# psychiatric hospitals



## Peanut butter (Sep 26, 2012)

anyone ever been admitted and became a ward of the state?


----------



## Earth (Sep 26, 2012)

Good friend of mine was committed and locked away for a few years at South Beach, Staten Island and man, it was a living hell...


----------



## scatwomb (Sep 26, 2012)

I visited a friend at one in Minneapolis one time and was afraid to eat a rice crispy bar because I assumed the nurses put sedatives in it. Made me think I was the one who was admitted.

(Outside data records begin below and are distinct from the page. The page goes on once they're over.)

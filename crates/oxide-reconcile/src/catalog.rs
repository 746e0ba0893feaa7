//! Current schema snapshot, as read from the live catalog.
//!
//! A snapshot is rebuilt on every invocation and never cached: two
//! concurrent reconcilers against the same database can race, and nothing
//! here tries to prevent that.

use std::collections::BTreeMap;

/// Membership of a column in an index.
#[derive(Debug, Clone, PartialEq, Eq)]
pub struct IndexMembership {
    /// Index name.
    pub name: String,
    /// 1-based position of the column within the index.
    pub position: u32,
    /// Whether the index is unique.
    pub unique: bool,
    /// Whether the index is the primary key.
    pub primary: bool,
}

/// A column as reported by the catalog, normalized by its dialect.
#[derive(Debug, Clone, PartialEq, Eq)]
pub struct ColumnSchema {
    /// Table name.
    pub table: String,
    /// Column name.
    pub name: String,
    /// 1-based ordinal position.
    pub position: u32,
    /// Normalized DDL type, e.g. `VARCHAR(255)` or `ARRAY<INT64>`.
    pub data_type: String,
    /// Whether the column accepts NULL.
    pub nullable: bool,
    /// Default literal, unquoted.
    pub default: Option<String>,
    /// Part of the primary key.
    pub primary_key: bool,
    /// Auto-incrementing column.
    pub auto_increment: bool,
    /// Sole member of a unique secondary index.
    pub unique: bool,
    /// Character or byte length.
    pub size: Option<u64>,
    /// Numeric or fractional-second precision.
    pub precision: Option<u64>,
    /// Numeric scale.
    pub scale: Option<u64>,
    /// Normalized trailing clause or column options.
    pub extra: Option<String>,
    /// Column comment.
    pub comment: Option<String>,
    /// Indexes the column belongs to, including the primary key.
    pub indexes: Vec<IndexMembership>,
}

impl ColumnSchema {
    /// Creates a nullable column with no attributes set.
    #[must_use]
    pub fn new(table: impl Into<String>, name: impl Into<String>, data_type: impl Into<String>) -> Self {
        Self {
            table: table.into(),
            name: name.into(),
            position: 0,
            data_type: data_type.into(),
            nullable: true,
            default: None,
            primary_key: false,
            auto_increment: false,
            unique: false,
            size: None,
            precision: None,
            scale: None,
            extra: None,
            comment: None,
            indexes: Vec::new(),
        }
    }
}

/// The columns of one current table.
#[derive(Debug, Clone)]
pub struct CurrentTable<'a> {
    /// Table name.
    pub name: &'a str,
    /// Columns in ordinal order.
    pub columns: Vec<&'a ColumnSchema>,
}

impl<'a> CurrentTable<'a> {
    /// Looks up a column by name.
    #[must_use]
    pub fn column(&self, name: &str) -> Option<&'a ColumnSchema> {
        self.columns.iter().copied().find(|c| c.name == name)
    }

    /// Primary key columns in key order.
    #[must_use]
    pub fn primary_key(&self) -> Vec<String> {
        let mut key: Vec<(u32, &str)> = self
            .columns
            .iter()
            .flat_map(|c| {
                c.indexes
                    .iter()
                    .filter(|m| m.primary)
                    .map(move |m| (m.position, c.name.as_str()))
            })
            .collect();
        key.sort_unstable();
        key.into_iter().map(|(_, name)| name.to_string()).collect()
    }
}

/// Groups introspected columns by table, in table-name order.
#[must_use]
pub fn group_by_table(columns: &[ColumnSchema]) -> BTreeMap<&str, CurrentTable<'_>> {
    let mut tables: BTreeMap<&str, CurrentTable<'_>> = BTreeMap::new();
    for column in columns {
        tables
            .entry(column.table.as_str())
            .or_insert_with(|| CurrentTable {
                name: column.table.as_str(),
                columns: Vec::new(),
            })
            .columns
            .push(column);
    }
    for table in tables.values_mut() {
        table.columns.sort_by_key(|c| c.position);
    }
    tables
}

Har har har.


----------



## Nelco (Oct 2, 2012)

guilty
otherwise i plead the 5th


----------



## Noble Savage (Oct 2, 2012)

nope... being a little crazy keeps me from going insane


----------



## Nelco (Oct 10, 2012)

mental wards are worthless unless you want to go on an adventure
I got kicked out for inciting a succesful riot in the ward when I was 15
it's really not that hard to get angst youths to be crazy in a ward
but the two tech's that quit they're jobs, to back us was what made it worthy
stupid fucking ward
WIN


----------



## scatwomb (Oct 10, 2012)

My girlfriend is a nurse at a psych ward. 

She basically thinks that all the nurses are petty unsympathetic bitches who hate the patients (she likes working with the patients, but, not the nurses). And that the psych techs are generally a bit slow, but, are nice, caring, but firm, people. 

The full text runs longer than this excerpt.